The silence between Ava and Orion was a living thing, thick and suffocating, as though the walls themselves held their breath.
Ava’s hand trembled slightly as she opened her door, eyes downcast, carefully avoiding the man standing just a few feet away. Orion. The air crackled with tension, unspoken words swirling like ghosts between them.
Neither of them could look at the other without seeing what they had done—or more accurately, what they hadn’t stopped themselves from doing.
She didn’t need to look at him to feel the weight of his gaze, the intensity of the regret they both shared. It clung to them like a second skin, too raw to confront, too painful to forget.
Orion stood rigid, every muscle in his body taut with a mixture of anger and guilt. His eyes, normally sharp and unreadable, were clouded with something darker—self-loathing.
He despised himself for the night before, for the weakness that had consumed him, and for the guilt that now festered like an open wound.
The memory of Ava’s touch, the sound of her voice whispering his name, haunted him. He felt like a man drowning, suffocated by the very air he breathed.
Ava, too, was a prisoner of her own thoughts. She hated herself for what had happened, every moment replaying in excruciating detail. She couldn’t blame him, not really. No, the blame rested squarely on her shoulders.
She had let herself fall into something she knew would destroy them both. And now, standing there in the dimly lit room, she felt exposed, fragile. Naked.
Ava could feel the weight of his gaze on her, but she refused to meet it. If she did, she feared it would shatter her even more. She had allowed herself to fall into this. To want him in that manner.
And now, the consequences pressed in on her from every direction. She couldn’t blame Orion entirely—no, the blame was on her, too. She had given in. Let herself slip, convinced by a fleeting moment of weakness.
Her eyes flicked up, meeting his for a split second. In that brief, torturous moment, everything was laid bare—the regret, the anger, the self-hatred. Her eyes, usually so guarded, were pools of torment. Orion saw it, felt it echo within him, a brutal reflection of his own guilt.

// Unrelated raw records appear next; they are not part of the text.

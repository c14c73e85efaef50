use actix_web::{HttpRequest, HttpResponse, Result as ActixResult};
use tracing::error;

use super::CourseService;
use crate::models::courses::responses::CourseResponse;
use crate::models::{ApiResponse, ErrorCode};

pub async fn get_course(
    service: &CourseService,
    request: &HttpRequest,
    course_id: i64,
) -> ActixResult<HttpResponse> {
    let storage = service.get_storage(request);

    match storage.get_course_by_id(course_id).await {
        Ok(Some(course)) => Ok(HttpResponse::Ok().json(ApiResponse::success(
            CourseResponse { course },
            "查询成功",
        ))),
        Ok(None) => Ok(HttpResponse::NotFound().json(ApiResponse::error_empty(
            ErrorCode::CourseNotFound,
            "Course not found",
        ))),
        Err(e) => {
            error!("Error fetching course {}: {}", course_id, e);
            Ok(
                HttpResponse::InternalServerError().json(ApiResponse::error_empty(
                    ErrorCode::InternalServerError,
                    "Failed to fetch course",
                )),
            )
        }
    }
}
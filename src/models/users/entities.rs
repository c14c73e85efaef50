use serde::{Deserialize, Serialize};
use ts_rs::TS;

// 用户角色
#[derive(Debug, Clone, Serialize, PartialEq, TS)]
#[serde(rename_all = "snake_case")]
#[ts(export, export_to = "../frontend/src/types/generated/user.ts")]
pub enum UserRole {
    Student, // 学生
    Admin,   // 管理员
}

impl UserRole {
    pub const STUDENT: &'static str = "student";
    pub const ADMIN: &'static str = "admin";

    pub fn admin_roles() -> &'static [&'static UserRole] {
        &[&Self::Admin]
    }
    pub fn student_roles() -> &'static [&'static UserRole] {
        &[&Self::Student]
    }
    pub fn all_roles() -> &'static [&'static UserRole] {
        &[&Self::Student, &Self::Admin]
    }
}

impl<'de> Deserialize<'de> for UserRole {
    fn deserialize<D>(deserializer: D) -> Result<Self, D::Error>
    where
        D: serde::Deserializer<'de>,
    {
        let s = String::deserialize(deserializer)?;
        match s.as_str() {
            UserRole::STUDENT => Ok(UserRole::Student),
            UserRole::ADMIN => Ok(UserRole::Admin),
            _ => Err(serde::de::Error::custom(format!(
                "无效的用户角色: '{s}'. 支持的角色: student, admin"
            ))),
        }
    }
}

impl std::fmt::Display for UserRole {
    fn fmt(&self, f: &mut std::fmt::Formatter<'_>) -> std::fmt::Result {
        match self {
            UserRole::Student => write!(f, "{}", UserRole::STUDENT),
            UserRole::Admin => write!(f, "{}", UserRole::ADMIN),
        }
    }
}

impl std::str::FromStr for UserRole {
    type Err = String;

    fn from_str(s: &str) -> Result<Self, Self::Err> {
        match s {
            "student" => Ok(UserRole::Student),
            "admin" => Ok(UserRole::Admin),
            _ => Err(format!("Invalid user role: {s}")),
        }
    }
}

/// 用户业务实体
///
/// `password_hash` 永不序列化到响应中。
#[derive(Debug, Clone, Serialize, Deserialize, TS)]
#[ts(export, export_to = "../frontend/src/types/generated/user.ts")]
pub struct User {
    pub id: i64,
    pub name: String,
    pub email: String,
    #[serde(skip_serializing, default)]
    #[ts(skip)]
    pub password_hash: String,
    pub role: UserRole,
    pub last_login: Option<chrono::DateTime<chrono::Utc>>,
    pub created_at: chrono::DateTime<chrono::Utc>,
    pub updated_at: chrono::DateTime<chrono::Utc>,
}

impl User {
    /// 为该用户签发 access/refresh 令牌对
    pub async fn generate_token_pair(
        &self,
        refresh_token_expiry: Option<chrono::Duration>,
    ) -> Result<crate::utils::jwt::TokenPair, jsonwebtoken::errors::Error> {
        crate::utils::jwt::JwtUtils::generate_token_pair(
            self.id,
            &self.role.to_string(),
            refresh_token_expiry,
        )
    }
}

#[cfg(test)]
mod tests {
    use super::*;

    #[test]
    fn test_user_role_round_trip() {
        assert_eq!("student".parse::<UserRole>().unwrap(), UserRole::Student);
        assert_eq!("admin".parse::<UserRole>().unwrap(), UserRole::Admin);
        assert_eq!(UserRole::Student.to_string(), "student");
        assert!("teacher".parse::<UserRole>().is_err());
    }
}
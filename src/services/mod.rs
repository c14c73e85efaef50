pub mod admin;
pub mod auth;
pub mod courses;
pub mod students;

pub use admin::AdminService;
pub use auth::AuthService;
pub use courses::CourseService;
pub use students::StudentService;
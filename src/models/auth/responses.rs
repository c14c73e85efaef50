use serde::Serialize;
use ts_rs::TS;

use crate::models::users::entities::User;

/// 登录响应
#[derive(Debug, Serialize, TS)]
#[ts(export, export_to = "../frontend/src/types/generated/auth.ts")]
pub struct LoginResponse {
    pub access_token: String,
    pub expires_in: i64,
    pub user: User,
    pub created_at: chrono::DateTime<chrono::Utc>,
}

/// 刷新令牌响应
#[derive(Debug, Serialize, TS)]
#[ts(export, export_to = "../frontend/src/types/generated/auth.ts")]
pub struct RefreshTokenResponse {
    pub access_token: String,
    pub expires_in: i64,
}

/// 当前用户信息响应
#[derive(Debug, Serialize, TS)]
#[ts(export, export_to = "../frontend/src/types/generated/auth.ts")]
pub struct UserInfoResponse {
    pub user: User,
}
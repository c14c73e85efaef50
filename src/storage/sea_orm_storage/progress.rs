use super::SeaOrmStorage;
use crate::entity::prelude::Progress as ProgressEntity;
use crate::entity::progress;
use crate::errors::{LMSystemError, Result};
use crate::models::progress::entities::Progress;
use crate::utils::scoring::progress_percentage;
use sea_orm::{ActiveModelTrait, ColumnTrait, EntityTrait, QueryFilter, Set};

impl SeaOrmStorage {
    /// 查询进度记录
    pub async fn get_progress_by_student_and_course_impl(
        &self,
        student_id: i64,
        course_id: i64,
    ) -> Result<Option<Progress>> {
        let result = ProgressEntity::find()
            .filter(progress::Column::StudentId.eq(student_id))
            .filter(progress::Column::CourseId.eq(course_id))
            .one(&self.db)
            .await
            .map_err(|e| LMSystemError::database_operation(format!("查询进度失败: {e}")))?;

        Ok(result.map(|m| m.into_progress()))
    }

    /// 标记课时完成
    ///
    /// 重复标记同一课时为幂等空操作，原样返回当前记录。百分比首次到达
    /// 100 时写入 completed_at，此后不再变更。进度记录不存在时返回 None，
    /// 由服务层映射为 NotFound（报名流程负责创建记录，这里不自动补建）。
    pub async fn complete_lesson_impl(
        &self,
        student_id: i64,
        course_id: i64,
        lesson_id: &str,
    ) -> Result<Option<Progress>> {
        let row = ProgressEntity::find()
            .filter(progress::Column::StudentId.eq(student_id))
            .filter(progress::Column::CourseId.eq(course_id))
            .one(&self.db)
            .await
            .map_err(|e| LMSystemError::database_operation(format!("查询进度失败: {e}")))?;

        let Some(row) = row else {
            return Ok(None);
        };

        let mut completed: Vec<String> = serde_json::from_str(&row.completed_lesson_ids)?;
        if completed.iter().any(|id| id == lesson_id) {
            return Ok(Some(row.into_progress()));
        }

        completed.push(lesson_id.to_string());
        let lessons_completed = completed.len() as i32;
        let percentage = progress_percentage(lessons_completed, row.total_lessons);
        let now = chrono::Utc::now().timestamp();

        let completed_at = row.completed_at;
        let mut active: progress::ActiveModel = row.into();
        active.completed_lesson_ids = Set(serde_json::to_string(&completed)?);
        active.lessons_completed = Set(lessons_completed);
        active.percentage = Set(percentage);
        active.updated_at = Set(now);
        if percentage == 100 && completed_at.is_none() {
            active.completed_at = Set(Some(now));
        }

        let updated = active
            .update(&self.db)
            .await
            .map_err(|e| LMSystemError::database_operation(format!("更新进度失败: {e}")))?;

        Ok(Some(updated.into_progress()))
    }
}
use once_cell::sync::Lazy;
use regex::Regex;

static EMAIL_RE: Lazy<Regex> = Lazy::new(|| {
    Regex::new(r"^[A-Za-z0-9._%+-]+@[A-Za-z0-9.-]+\.[A-Z|a-z]{2,}$").expect("Invalid email regex")
});

static URL_RE: Lazy<Regex> =
    Lazy::new(|| Regex::new(r"^https?://[^\s]+$").expect("Invalid url regex"));

pub fn validate_name(name: &str) -> Result<(), &'static str> {
    // 姓名长度校验：2 <= x <= 64
    let trimmed = name.trim();
    if trimmed.len() < 2 {
        return Err("Name must be at least 2 characters");
    }
    if trimmed.len() > 64 {
        return Err("Name must be at most 64 characters");
    }
    Ok(())
}

pub fn validate_email(email: &str) -> Result<(), &'static str> {
    // 邮箱格式校验：必须包含 @ 和 .
    if !EMAIL_RE.is_match(email) {
        return Err("Email format is invalid");
    }
    Ok(())
}

/// 校验提交链接格式（http/https）
pub fn validate_link(link: &str) -> Result<(), &'static str> {
    if !URL_RE.is_match(link) {
        return Err("Link must be a valid http(s) URL");
    }
    Ok(())
}

/// 密码策略验证结果
#[derive(Debug, Clone)]
pub struct PasswordValidationResult {
    pub is_valid: bool,
    pub errors: Vec<&'static str>,
}

impl PasswordValidationResult {
    pub fn error_message(&self) -> String {
        self.errors.join("; ")
    }
}

/// 验证密码是否符合安全策略
///
/// 策略要求：
/// - 最小长度：8 字符
/// - 必须包含：大写字母 + 小写字母 + 数字
pub fn validate_password(password: &str) -> PasswordValidationResult {
    let mut errors = Vec::new();

    // 1. 长度检查：至少 8 个字符
    if password.len() < 8 {
        errors.push("Password must be at least 8 characters long");
    }

    // 2. 大写字母检查
    if !password.chars().any(|c| c.is_ascii_uppercase()) {
        errors.push("Password must contain at least one uppercase letter");
    }

    // 3. 小写字母检查
    if !password.chars().any(|c| c.is_ascii_lowercase()) {
        errors.push("Password must contain at least one lowercase letter");
    }

    // 4. 数字检查
    if !password.chars().any(|c| c.is_ascii_digit()) {
        errors.push("Password must contain at least one digit");
    }

    // 5. 常见弱密码检查
    let weak_passwords = [
        "password",
        "12345678",
        "123456789",
        "qwerty123",
        "admin123",
        "password1",
        "Password1",
        "Qwerty123",
        "Abcd1234",
    ];
    if weak_passwords
        .iter()
        .any(|&weak| password.eq_ignore_ascii_case(weak))
    {
        errors.push("Password is too common, please choose a stronger password");
    }

    PasswordValidationResult {
        is_valid: errors.is_empty(),
        errors,
    }
}

/// 简化的密码验证（返回 Result）
pub fn validate_password_simple(password: &str) -> Result<(), String> {
    let result = validate_password(password);
    if result.is_valid {
        Ok(())
    } else {
        Err(result.error_message())
    }
}

#[cfg(test)]
mod tests {
    use super::*;

    #[test]
    fn test_valid_password() {
        assert!(validate_password("SecureP@ss1").is_valid);
        assert!(validate_password("MyP@ssw0rd").is_valid);
        assert!(validate_password("SecurePass123").is_valid);
    }

    #[test]
    fn test_short_password() {
        let result = validate_password("Ab1");
        assert!(!result.is_valid);
        assert!(
            result
                .errors
                .contains(&"Password must be at least 8 characters long")
        );
    }

    #[test]
    fn test_no_uppercase() {
        let result = validate_password("abcd1234");
        assert!(!result.is_valid);
        assert!(
            result
                .errors
                .contains(&"Password must contain at least one uppercase letter")
        );
    }

    #[test]
    fn test_no_digit() {
        let result = validate_password("AbcdEfgh");
        assert!(!result.is_valid);
        assert!(
            result
                .errors
                .contains(&"Password must contain at least one digit")
        );
    }

    #[test]
    fn test_common_password() {
        let result = validate_password("Password1");
        assert!(!result.is_valid);
        assert!(
            result
                .errors
                .contains(&"Password is too common, please choose a stronger password")
        );
    }

    #[test]
    fn test_validate_name() {
        assert!(validate_name("Li Lei").is_ok());
        assert!(validate_name("A").is_err());
        assert!(validate_name(&"x".repeat(65)).is_err());
    }

    #[test]
    fn test_validate_email() {
        assert!(validate_email("student@example.com").is_ok());
        assert!(validate_email("not-an-email").is_err());
    }

    #[test]
    fn test_validate_link() {
        assert!(validate_link("https://github.com/example/repo").is_ok());
        assert!(validate_link("ftp://example.com").is_err());
        assert!(validate_link("just text").is_err());
    }
}
use serde::Serialize;
use ts_rs::TS;

use super::entities::User;
use crate::models::PaginationInfo;

/// 用户列表响应
#[derive(Debug, Serialize, TS)]
#[ts(export, export_to = "../frontend/src/types/generated/user.ts")]
pub struct UserListResponse {
    pub items: Vec<User>,
    pub pagination: PaginationInfo,
}
//! 学习进度实体

use sea_orm::entity::prelude::*;

#[derive(Clone, Debug, PartialEq, DeriveEntityModel)]
#[sea_orm(table_name = "progress")]
pub struct Model {
    #[sea_orm(primary_key)]
    pub id: i64,
    pub student_id: i64,
    pub course_id: i64,
    pub lessons_completed: i32,
    pub total_lessons: i32,
    pub percentage: i32,
    // JSON 编码的课时标识数组，语义上是集合，去重由更新流程保证
    #[sea_orm(column_type = "Text")]
    pub completed_lesson_ids: String,
    pub completed_at: Option<i64>,
    pub created_at: i64,
    pub updated_at: i64,
}

#[derive(Copy, Clone, Debug, EnumIter, DeriveRelation)]
pub enum Relation {
    #[sea_orm(
        belongs_to = "super::users::Entity",
        from = "Column::StudentId",
        to = "super::users::Column::Id"
    )]
    Student,
    #[sea_orm(
        belongs_to = "super::courses::Entity",
        from = "Column::CourseId",
        to = "super::courses::Column::Id"
    )]
    Course,
}

impl Related<super::users::Entity> for Entity {
    fn to() -> RelationDef {
        Relation::Student.def()
    }
}

impl Related<super::courses::Entity> for Entity {
    fn to() -> RelationDef {
        Relation::Course.def()
    }
}

impl ActiveModelBehavior for ActiveModel {}

impl Model {
    pub fn into_progress(self) -> crate::models::progress::entities::Progress {
        use chrono::{DateTime, Utc};

        let completed_lesson_ids: Vec<String> =
            serde_json::from_str(&self.completed_lesson_ids).unwrap_or_default();

        crate::models::progress::entities::Progress {
            id: self.id,
            student_id: self.student_id,
            course_id: self.course_id,
            lessons_completed: self.lessons_completed,
            total_lessons: self.total_lessons,
            percentage: self.percentage,
            completed_lesson_ids,
            completed_at: self
                .completed_at
                .map(|ts| DateTime::<Utc>::from_timestamp(ts, 0).unwrap_or_default()),
            created_at: DateTime::<Utc>::from_timestamp(self.created_at, 0).unwrap_or_default(),
            updated_at: DateTime::<Utc>::from_timestamp(self.updated_at, 0).unwrap_or_default(),
        }
    }
}
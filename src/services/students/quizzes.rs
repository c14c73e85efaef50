use actix_web::{HttpRequest, HttpResponse, Result as ActixResult};
use tracing::error;

use super::StudentService;
use crate::models::quizzes::requests::SubmitQuizRequest;
use crate::models::quizzes::responses::QuizSubmitResponse;
use crate::models::{ApiResponse, ErrorCode};
use crate::utils::scoring::quiz_score;

pub async fn submit_quiz(
    service: &StudentService,
    request: &HttpRequest,
    student_id: i64,
    req: SubmitQuizRequest,
) -> ActixResult<HttpResponse> {
    let storage = service.get_storage(request);

    if req.time_taken_secs <= 0 {
        return Ok(HttpResponse::BadRequest().json(ApiResponse::error_empty(
            ErrorCode::InvalidParams,
            "time_taken_secs must be positive",
        )));
    }

    // 1. 测验必须存在
    let quiz = match storage.get_quiz_by_id(req.quiz_id).await {
        Ok(Some(quiz)) => quiz,
        Ok(None) => {
            return Ok(HttpResponse::NotFound().json(ApiResponse::error_empty(
                ErrorCode::QuizNotFound,
                "Quiz not found",
            )));
        }
        Err(e) => {
            error!("Error fetching quiz {}: {}", req.quiz_id, e);
            return Ok(
                HttpResponse::InternalServerError().json(ApiResponse::error_empty(
                    ErrorCode::QuizSubmitFailed,
                    "Failed to fetch quiz",
                )),
            );
        }
    };

    // 2. 答案数必须与题目数一致，否则不落任何记录
    if req.answers.len() != quiz.questions.len() {
        return Ok(HttpResponse::BadRequest().json(ApiResponse::error_empty(
            ErrorCode::AnswerCountMismatch,
            "Invalid number of answers",
        )));
    }

    // 3. 计分并追加答题记录；多次答题全部保留
    let score = quiz_score(&req.answers, &quiz.questions);
    let passed = score >= quiz.passing_score;

    match storage
        .record_quiz_attempt(
            req.quiz_id,
            student_id,
            &req.answers,
            score,
            req.time_taken_secs,
        )
        .await
    {
        Ok(attempt) => Ok(HttpResponse::Ok().json(ApiResponse::success(
            QuizSubmitResponse {
                attempt,
                passed,
                passing_score: quiz.passing_score,
            },
            "Quiz submitted",
        ))),
        Err(e) => {
            error!("Error recording quiz attempt: {}", e);
            Ok(
                HttpResponse::InternalServerError().json(ApiResponse::error_empty(
                    ErrorCode::QuizSubmitFailed,
                    "Failed to submit quiz",
                )),
            )
        }
    }
}
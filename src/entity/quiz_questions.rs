//! 测验题目实体（选项以 JSON 存储）

use sea_orm::entity::prelude::*;

#[derive(Clone, Debug, PartialEq, DeriveEntityModel)]
#[sea_orm(table_name = "quiz_questions")]
pub struct Model {
    #[sea_orm(primary_key)]
    pub id: i64,
    pub quiz_id: i64,
    pub position: i32,
    #[sea_orm(column_type = "Text")]
    pub question_text: String,
    // JSON 编码的 QuestionOption 数组
    #[sea_orm(column_type = "Text")]
    pub options: String,
    #[sea_orm(column_type = "Text", nullable)]
    pub explanation: Option<String>,
}

#[derive(Copy, Clone, Debug, EnumIter, DeriveRelation)]
pub enum Relation {
    #[sea_orm(
        belongs_to = "super::quizzes::Entity",
        from = "Column::QuizId",
        to = "super::quizzes::Column::Id"
    )]
    Quiz,
}

impl Related<super::quizzes::Entity> for Entity {
    fn to() -> RelationDef {
        Relation::Quiz.def()
    }
}

impl ActiveModelBehavior for ActiveModel {}

impl Model {
    pub fn into_question(self) -> crate::models::quizzes::entities::Question {
        let options: Vec<crate::models::quizzes::entities::QuestionOption> =
            serde_json::from_str(&self.options).unwrap_or_default();

        crate::models::quizzes::entities::Question {
            question_text: self.question_text,
            options,
            explanation: self.explanation,
        }
    }
}
use std::collections::HashMap;

use super::SeaOrmStorage;
use crate::entity::prelude::{Courses, Enrollments, Lessons, Progress as ProgressEntity, Users};
use crate::entity::{courses, enrollments, lessons, progress, users};
use crate::errors::{LMSystemError, Result};
use crate::models::enrollments::{
    entities::{Enrollment, EnrollmentStatus},
    responses::{AdminEnrollmentItem, StudentCourseItem},
};
use crate::models::progress::entities::Progress;
use sea_orm::{
    ActiveModelTrait, ColumnTrait, EntityTrait, PaginatorTrait, QueryFilter, QueryOrder, Set,
    TransactionTrait,
};

impl SeaOrmStorage {
    /// 查询学生在某课程的报名记录
    pub async fn get_enrollment_by_student_and_course_impl(
        &self,
        student_id: i64,
        course_id: i64,
    ) -> Result<Option<Enrollment>> {
        let result = Enrollments::find()
            .filter(enrollments::Column::StudentId.eq(student_id))
            .filter(enrollments::Column::CourseId.eq(course_id))
            .one(&self.db)
            .await
            .map_err(|e| LMSystemError::database_operation(format!("查询报名记录失败: {e}")))?;

        Ok(result.map(|m| m.into_enrollment()))
    }

    /// 报名
    ///
    /// 同一事务内：创建报名记录、按当前大纲长度创建初始进度记录、累加课程
    /// 报名数。(course, student) 唯一索引冲突映射为 Conflict 错误，事务回滚。
    pub async fn enroll_student_impl(
        &self,
        student_id: i64,
        course_id: i64,
        batch_id: &str,
    ) -> Result<(Enrollment, Progress)> {
        let now = chrono::Utc::now().timestamp();

        let txn = self
            .db
            .begin()
            .await
            .map_err(|e| LMSystemError::database_operation(format!("开启事务失败: {e}")))?;

        // 课程必须存在，顺带拿到报名计数
        let course = Courses::find_by_id(course_id)
            .one(&txn)
            .await
            .map_err(|e| LMSystemError::database_operation(format!("查询课程失败: {e}")))?
            .ok_or_else(|| LMSystemError::not_found(format!("课程 {course_id} 不存在")))?;

        // 初始进度的 total_lessons 取报名时刻的大纲长度
        let total_lessons = Lessons::find()
            .filter(lessons::Column::CourseId.eq(course_id))
            .count(&txn)
            .await
            .map_err(|e| LMSystemError::database_operation(format!("统计课时数失败: {e}")))?
            as i32;

        let enrollment = enrollments::ActiveModel {
            course_id: Set(course_id),
            student_id: Set(student_id),
            batch_id: Set(batch_id.to_string()),
            status: Set(EnrollmentStatus::Active.to_string()),
            enrolled_at: Set(now),
            created_at: Set(now),
            updated_at: Set(now),
            ..Default::default()
        }
        .insert(&txn)
        .await
        .map_err(|e| {
            let err = LMSystemError::from(e);
            if err.is_conflict() {
                LMSystemError::conflict("Already enrolled in this course")
            } else {
                LMSystemError::database_operation(format!("创建报名记录失败: {}", err.message()))
            }
        })?;

        let progress_row = progress::ActiveModel {
            student_id: Set(student_id),
            course_id: Set(course_id),
            lessons_completed: Set(0),
            total_lessons: Set(total_lessons),
            percentage: Set(0),
            completed_lesson_ids: Set("[]".to_string()),
            created_at: Set(now),
            updated_at: Set(now),
            ..Default::default()
        }
        .insert(&txn)
        .await
        .map_err(|e| {
            let err = LMSystemError::from(e);
            if err.is_conflict() {
                LMSystemError::conflict("Progress record already exists for this course")
            } else {
                LMSystemError::database_operation(format!("创建进度记录失败: {}", err.message()))
            }
        })?;

        let enrollment_count = course.enrollment_count;
        let mut course_active: courses::ActiveModel = course.into();
        course_active.enrollment_count = Set(enrollment_count + 1);
        course_active
            .update(&txn)
            .await
            .map_err(|e| LMSystemError::database_operation(format!("更新报名计数失败: {e}")))?;

        txn.commit()
            .await
            .map_err(|e| LMSystemError::database_operation(format!("提交事务失败: {e}")))?;

        Ok((enrollment.into_enrollment(), progress_row.into_progress()))
    }

    /// 学生已报名课程列表（报名 + 课程摘要 + 进度）
    pub async fn list_student_courses_impl(
        &self,
        student_id: i64,
    ) -> Result<Vec<StudentCourseItem>> {
        let rows = Enrollments::find()
            .filter(enrollments::Column::StudentId.eq(student_id))
            .find_also_related(Courses)
            .order_by_desc(enrollments::Column::EnrolledAt)
            .all(&self.db)
            .await
            .map_err(|e| LMSystemError::database_operation(format!("查询报名列表失败: {e}")))?;

        let progress_rows = ProgressEntity::find()
            .filter(progress::Column::StudentId.eq(student_id))
            .all(&self.db)
            .await
            .map_err(|e| LMSystemError::database_operation(format!("查询进度失败: {e}")))?;

        let mut progress_by_course: HashMap<i64, progress::Model> = progress_rows
            .into_iter()
            .map(|p| (p.course_id, p))
            .collect();

        let items = rows
            .into_iter()
            .filter_map(|(enrollment, course)| {
                // 课程被删除后报名记录会级联清除，这里仅作防御性过滤
                let course = course?;
                let progress = progress_by_course
                    .remove(&enrollment.course_id)
                    .map(|p| p.into_progress());
                Some(StudentCourseItem {
                    enrollment: enrollment.into_enrollment(),
                    course: course.into_summary(),
                    progress,
                })
            })
            .collect();

        Ok(items)
    }

    /// 管理端：全部报名记录（附课程与学生信息），按创建时间倒序
    pub async fn list_all_enrollments_impl(&self) -> Result<Vec<AdminEnrollmentItem>> {
        let rows = Enrollments::find()
            .order_by_desc(enrollments::Column::CreatedAt)
            .all(&self.db)
            .await
            .map_err(|e| LMSystemError::database_operation(format!("查询报名列表失败: {e}")))?;

        let course_ids: Vec<i64> = rows.iter().map(|e| e.course_id).collect();
        let student_ids: Vec<i64> = rows.iter().map(|e| e.student_id).collect();

        let course_titles: HashMap<i64, String> = Courses::find()
            .filter(courses::Column::Id.is_in(course_ids))
            .all(&self.db)
            .await
            .map_err(|e| LMSystemError::database_operation(format!("查询课程失败: {e}")))?
            .into_iter()
            .map(|c| (c.id, c.title))
            .collect();

        let students: HashMap<i64, users::Model> = Users::find()
            .filter(users::Column::Id.is_in(student_ids))
            .all(&self.db)
            .await
            .map_err(|e| LMSystemError::database_operation(format!("查询用户失败: {e}")))?
            .into_iter()
            .map(|u| (u.id, u))
            .collect();

        let items = rows
            .into_iter()
            .map(|enrollment| {
                let course_title = course_titles
                    .get(&enrollment.course_id)
                    .cloned()
                    .unwrap_or_else(|| "Unknown".to_string());
                let (student_name, student_email) = students
                    .get(&enrollment.student_id)
                    .map(|u| (u.name.clone(), u.email.clone()))
                    .unwrap_or_else(|| ("Unknown".to_string(), "Unknown".to_string()));

                AdminEnrollmentItem {
                    enrollment: enrollment.into_enrollment(),
                    course_title,
                    student_name,
                    student_email,
                }
            })
            .collect();

        Ok(items)
    }

    /// 报名总数
    pub async fn count_enrollments_impl(&self) -> Result<u64> {
        Enrollments::find()
            .count(&self.db)
            .await
            .map_err(|e| LMSystemError::database_operation(format!("统计报名数失败: {e}")))
    }
}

She turned away abruptly, disappearing into the bathroom, the door closing softly behind her. The sound was deafening in the silence that followed, a final punctuation to a night that should never have happened.
---
Room service arrived not long after. The quiet knock at the door was almost a relief, a distraction from the storm brewing in both of their minds.
Ava took her tray without a word, retreating back to her room, the door shutting firmly behind her. Orion sat at the small table, staring at the untouched breakfast before him.
Every bite would have tasted like ash.
The room felt colder now, the absence of their words turning it into an echo chamber. The night before seemed like a dream, a nightmare that had suddenly come to life, the echoes of their act lingering like shadows.
He couldn’t shake the image of her—the way she had looked, vulnerable and fierce all at once. But it wasn’t passion he remembered; it was the realization that came afterward. The blood on the sheets.
Ava had been a virgin.
The revelation sat heavy in his chest, a stone pressing down on him. What had really happened between her and his father?
Why had she been so untouched, so... untainted by that past? The questions gnawed at him, each one a blade. He had been her first. The weight of that truth was almost too much to bear.
And he hated her for it. No, that wasn’t right. He hated himself more.
---
Hours passed in a slow, agonizing crawl. Ava’s presence was a constant reminder of the night they both wished they could erase. She stayed in her room, the door a barrier between them, but it did nothing to dull the tension.
She could still feel his touch, the heat of his hands on her skin, the length of him inside her. And now, she was left with nothing but the haunting memory of it all. The regrets. The self-hatred. How had she let herself fall so far? How had she become the woman she had promised herself she wouldn’t be?
Every creak of the floorboards, every muted sound, was a reminder that they were trapped here together, bound by a shared mistake they could never undo.
Eventually, she emerged, seeking escape in the open air. She stood on the balcony, the breeze catching the hem of her white dress—a simple, elegant thing that seemed to mock the chaos inside her. She closed her eyes, breathing in the cool air, trying to find some semblance of peace.
But it was impossible. The memory of last night was a brand on her skin, a reminder of how far she had fallen. She loathed herself for it, for the vulnerability she had shown, for the way she had given in so easily. Orion’s face haunted her, a cruel reminder of everything she had lost and everything she could never forget in a hurry.
Inside, Orion watched her through the balcony window, his chest tightening. She looked so... distant. Untouchable. And yet, the memory of her under him, the soft sound of her voice, was etched into his mind. It made him sick.
He turned away, the bitterness rising in his throat. He had betrayed Chloe, and with Ava of all people. The irony wasn’t lost on him. He had become everything he had sworn he wouldn’t be—weak, unfaithful, a mirror of his father’s sins.
Just as Ava moved to leave the suite, wanting to escape the suffocating weight of the room, there was a knock on the door.
She hesitated, unsure of who it could be, but when she opened it, and the past collided with the present.
Standing there, bathed in the soft morning light, was none other than Chloe.
And with her arrival, the world came crashing down.